§ Exercise
Your task is to repeat exactly the lines below between the line holding "filename crates/ingest-collector/src/modules/persister.rs" and the line holding "for batch in", inclusive, and only those.

§ Entries provided
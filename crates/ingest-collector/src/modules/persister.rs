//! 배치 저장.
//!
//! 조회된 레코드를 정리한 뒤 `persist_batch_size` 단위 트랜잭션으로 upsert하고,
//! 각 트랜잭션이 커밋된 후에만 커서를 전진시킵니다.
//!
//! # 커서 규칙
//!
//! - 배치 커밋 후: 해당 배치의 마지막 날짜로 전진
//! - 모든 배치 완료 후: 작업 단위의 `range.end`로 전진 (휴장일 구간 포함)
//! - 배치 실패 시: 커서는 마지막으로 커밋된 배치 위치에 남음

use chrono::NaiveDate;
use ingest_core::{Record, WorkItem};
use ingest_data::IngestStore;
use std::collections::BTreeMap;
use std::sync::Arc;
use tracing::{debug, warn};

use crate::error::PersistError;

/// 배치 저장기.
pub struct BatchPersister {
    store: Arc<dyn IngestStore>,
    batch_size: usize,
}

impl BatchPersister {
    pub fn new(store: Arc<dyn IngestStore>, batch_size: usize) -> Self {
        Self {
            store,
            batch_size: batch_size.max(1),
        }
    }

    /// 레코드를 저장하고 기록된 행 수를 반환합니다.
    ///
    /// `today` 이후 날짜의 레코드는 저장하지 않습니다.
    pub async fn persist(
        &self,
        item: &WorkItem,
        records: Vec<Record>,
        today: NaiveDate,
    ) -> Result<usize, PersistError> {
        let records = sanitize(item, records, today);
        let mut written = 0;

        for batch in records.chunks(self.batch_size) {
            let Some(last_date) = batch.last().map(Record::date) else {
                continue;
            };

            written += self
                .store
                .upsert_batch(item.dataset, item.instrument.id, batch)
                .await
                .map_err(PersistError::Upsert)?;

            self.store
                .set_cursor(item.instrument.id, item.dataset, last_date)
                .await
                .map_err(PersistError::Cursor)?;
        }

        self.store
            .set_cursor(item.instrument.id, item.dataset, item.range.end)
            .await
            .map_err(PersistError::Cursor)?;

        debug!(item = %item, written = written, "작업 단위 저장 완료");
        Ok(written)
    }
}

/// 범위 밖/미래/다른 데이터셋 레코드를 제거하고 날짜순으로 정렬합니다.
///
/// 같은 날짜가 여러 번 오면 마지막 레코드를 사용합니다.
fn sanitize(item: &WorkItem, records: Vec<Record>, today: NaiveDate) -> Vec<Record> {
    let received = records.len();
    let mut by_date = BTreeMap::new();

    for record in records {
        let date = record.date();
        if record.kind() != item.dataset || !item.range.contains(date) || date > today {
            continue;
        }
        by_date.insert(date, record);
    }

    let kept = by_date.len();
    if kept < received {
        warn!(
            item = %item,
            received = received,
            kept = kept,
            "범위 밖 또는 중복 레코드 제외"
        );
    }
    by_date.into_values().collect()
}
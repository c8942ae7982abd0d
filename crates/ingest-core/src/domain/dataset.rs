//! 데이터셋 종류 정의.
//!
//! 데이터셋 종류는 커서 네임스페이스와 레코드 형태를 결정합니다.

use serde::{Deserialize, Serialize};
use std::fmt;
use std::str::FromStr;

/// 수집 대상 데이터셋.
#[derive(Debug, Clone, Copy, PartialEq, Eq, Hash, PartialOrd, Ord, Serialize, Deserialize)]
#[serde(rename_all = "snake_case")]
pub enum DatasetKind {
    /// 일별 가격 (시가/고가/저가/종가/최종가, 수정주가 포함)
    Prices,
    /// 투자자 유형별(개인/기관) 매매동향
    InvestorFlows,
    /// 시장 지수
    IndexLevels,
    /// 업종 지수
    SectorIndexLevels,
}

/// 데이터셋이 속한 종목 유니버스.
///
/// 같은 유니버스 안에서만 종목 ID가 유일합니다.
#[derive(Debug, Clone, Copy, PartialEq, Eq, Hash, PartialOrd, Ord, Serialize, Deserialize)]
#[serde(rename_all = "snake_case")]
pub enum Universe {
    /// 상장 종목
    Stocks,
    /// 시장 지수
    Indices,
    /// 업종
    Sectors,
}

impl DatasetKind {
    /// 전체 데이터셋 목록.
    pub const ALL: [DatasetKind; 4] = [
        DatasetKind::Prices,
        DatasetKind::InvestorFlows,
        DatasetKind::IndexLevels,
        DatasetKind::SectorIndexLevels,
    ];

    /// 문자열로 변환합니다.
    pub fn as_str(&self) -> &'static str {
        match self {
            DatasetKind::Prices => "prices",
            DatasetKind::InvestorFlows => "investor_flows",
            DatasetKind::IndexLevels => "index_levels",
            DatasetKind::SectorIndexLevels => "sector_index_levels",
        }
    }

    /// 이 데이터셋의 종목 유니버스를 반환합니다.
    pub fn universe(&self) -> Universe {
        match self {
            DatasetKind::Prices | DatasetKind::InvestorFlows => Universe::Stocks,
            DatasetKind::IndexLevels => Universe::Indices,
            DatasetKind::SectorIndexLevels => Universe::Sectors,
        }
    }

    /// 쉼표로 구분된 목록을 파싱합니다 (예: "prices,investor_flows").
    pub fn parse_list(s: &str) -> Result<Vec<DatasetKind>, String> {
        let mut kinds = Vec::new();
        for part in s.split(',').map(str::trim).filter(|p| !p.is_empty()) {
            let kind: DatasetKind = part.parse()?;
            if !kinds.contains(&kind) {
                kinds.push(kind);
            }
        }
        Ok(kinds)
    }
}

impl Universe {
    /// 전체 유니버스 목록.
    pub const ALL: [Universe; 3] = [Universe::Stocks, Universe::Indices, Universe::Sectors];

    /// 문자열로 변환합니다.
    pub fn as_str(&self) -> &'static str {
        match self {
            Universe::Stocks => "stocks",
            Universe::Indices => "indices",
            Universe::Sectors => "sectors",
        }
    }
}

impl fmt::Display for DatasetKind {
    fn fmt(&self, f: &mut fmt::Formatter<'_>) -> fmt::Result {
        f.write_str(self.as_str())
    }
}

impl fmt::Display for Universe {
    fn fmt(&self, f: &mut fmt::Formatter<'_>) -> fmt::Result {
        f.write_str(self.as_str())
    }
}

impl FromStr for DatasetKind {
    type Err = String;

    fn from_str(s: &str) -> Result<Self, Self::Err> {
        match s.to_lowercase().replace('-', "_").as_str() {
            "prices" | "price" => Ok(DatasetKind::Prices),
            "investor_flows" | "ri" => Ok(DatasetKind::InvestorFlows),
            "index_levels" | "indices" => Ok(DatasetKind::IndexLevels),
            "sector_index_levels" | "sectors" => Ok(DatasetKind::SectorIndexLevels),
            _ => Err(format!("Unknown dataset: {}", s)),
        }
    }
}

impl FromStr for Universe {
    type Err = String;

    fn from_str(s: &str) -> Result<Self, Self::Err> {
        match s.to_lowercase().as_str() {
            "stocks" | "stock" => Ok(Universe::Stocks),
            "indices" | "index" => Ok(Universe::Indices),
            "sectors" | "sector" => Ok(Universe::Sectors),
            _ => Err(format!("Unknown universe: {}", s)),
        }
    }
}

==

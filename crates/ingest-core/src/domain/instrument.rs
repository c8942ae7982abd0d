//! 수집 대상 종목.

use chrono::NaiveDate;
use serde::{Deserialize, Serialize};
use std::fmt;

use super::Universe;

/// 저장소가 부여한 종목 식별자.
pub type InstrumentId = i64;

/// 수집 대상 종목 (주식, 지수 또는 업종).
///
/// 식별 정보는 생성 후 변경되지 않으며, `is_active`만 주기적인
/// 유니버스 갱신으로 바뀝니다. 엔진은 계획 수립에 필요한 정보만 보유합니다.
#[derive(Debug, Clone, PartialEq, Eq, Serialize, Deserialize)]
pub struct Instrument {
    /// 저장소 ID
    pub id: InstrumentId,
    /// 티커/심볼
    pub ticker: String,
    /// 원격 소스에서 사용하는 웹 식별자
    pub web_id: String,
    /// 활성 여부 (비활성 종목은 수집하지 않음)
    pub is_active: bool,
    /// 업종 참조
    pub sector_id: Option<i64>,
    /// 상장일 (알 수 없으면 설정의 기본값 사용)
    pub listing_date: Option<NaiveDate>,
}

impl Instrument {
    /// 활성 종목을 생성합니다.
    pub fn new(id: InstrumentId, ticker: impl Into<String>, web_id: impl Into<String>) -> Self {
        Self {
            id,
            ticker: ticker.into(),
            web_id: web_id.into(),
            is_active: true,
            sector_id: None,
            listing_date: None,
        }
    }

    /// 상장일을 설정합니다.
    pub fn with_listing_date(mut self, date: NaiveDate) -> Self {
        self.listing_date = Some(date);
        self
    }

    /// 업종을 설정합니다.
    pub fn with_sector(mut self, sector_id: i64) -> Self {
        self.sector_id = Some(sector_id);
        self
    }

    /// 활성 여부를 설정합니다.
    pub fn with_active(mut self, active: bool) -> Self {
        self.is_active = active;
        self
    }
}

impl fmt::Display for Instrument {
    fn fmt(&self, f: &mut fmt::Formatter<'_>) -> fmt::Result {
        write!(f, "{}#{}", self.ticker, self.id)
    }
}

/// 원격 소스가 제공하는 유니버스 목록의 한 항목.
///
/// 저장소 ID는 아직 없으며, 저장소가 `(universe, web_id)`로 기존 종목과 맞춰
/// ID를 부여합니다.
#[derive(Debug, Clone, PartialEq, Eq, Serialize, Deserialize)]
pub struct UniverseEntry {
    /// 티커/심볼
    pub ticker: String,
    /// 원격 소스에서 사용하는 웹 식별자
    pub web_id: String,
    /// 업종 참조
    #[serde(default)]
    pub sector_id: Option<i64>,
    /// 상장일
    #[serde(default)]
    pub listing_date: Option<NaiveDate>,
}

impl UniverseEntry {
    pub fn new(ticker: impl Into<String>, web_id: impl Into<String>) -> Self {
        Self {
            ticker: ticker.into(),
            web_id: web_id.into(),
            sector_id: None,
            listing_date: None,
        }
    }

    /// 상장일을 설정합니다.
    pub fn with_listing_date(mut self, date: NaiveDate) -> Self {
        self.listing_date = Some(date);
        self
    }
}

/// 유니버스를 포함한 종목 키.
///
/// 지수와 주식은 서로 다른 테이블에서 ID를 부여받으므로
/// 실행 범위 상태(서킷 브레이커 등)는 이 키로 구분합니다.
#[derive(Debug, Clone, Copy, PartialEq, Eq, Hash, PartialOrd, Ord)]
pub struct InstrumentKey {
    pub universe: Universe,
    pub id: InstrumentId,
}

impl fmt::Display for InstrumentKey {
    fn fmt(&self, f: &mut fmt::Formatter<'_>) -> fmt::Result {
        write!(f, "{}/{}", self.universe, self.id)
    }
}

§ Answer to this problem
filename crates/ingest-collector/src/modules/persister.rs
//! 배치 저장.
//!
//! 조회된 레코드를 정리한 뒤 `persist_batch_size` 단위 트랜잭션으로 upsert하고,
//! 각 트랜잭션이 커밋된 후에만 커서를 전진시킵니다.
//!
//! # 커서 규칙
//!
//! - 배치 커밋 후: 해당 배치의 마지막 날짜로 전진
//! - 모든 배치 완료 후: 작업 단위의 `range.end`로 전진 (휴장일 구간 포함)
//! - 배치 실패 시: 커서는 마지막으로 커밋된 배치 위치에 남음

use chrono::NaiveDate;
use ingest_core::{Record, WorkItem};
use ingest_data::IngestStore;
use std::collections::BTreeMap;
use std::sync::Arc;
use tracing::{debug, warn};

use crate::error::PersistError;

/// 배치 저장기.
pub struct BatchPersister {
    store: Arc<dyn IngestStore>,
    batch_size: usize,
}

impl BatchPersister {
    pub fn new(store: Arc<dyn IngestStore>, batch_size: usize) -> Self {
        Self {
            store,
            batch_size: batch_size.max(1),
        }
    }

    /// 레코드를 저장하고 기록된 행 수를 반환합니다.
    ///
    /// `today` 이후 날짜의 레코드는 저장하지 않습니다.
    pub async fn persist(
        &self,
        item: &WorkItem,
        records: Vec<Record>,
        today: NaiveDate,
    ) -> Result<usize, PersistError> {
        let records = sanitize(item, records, today);
        let mut written = 0;

        for batch in records.chunks(self.batch_size) {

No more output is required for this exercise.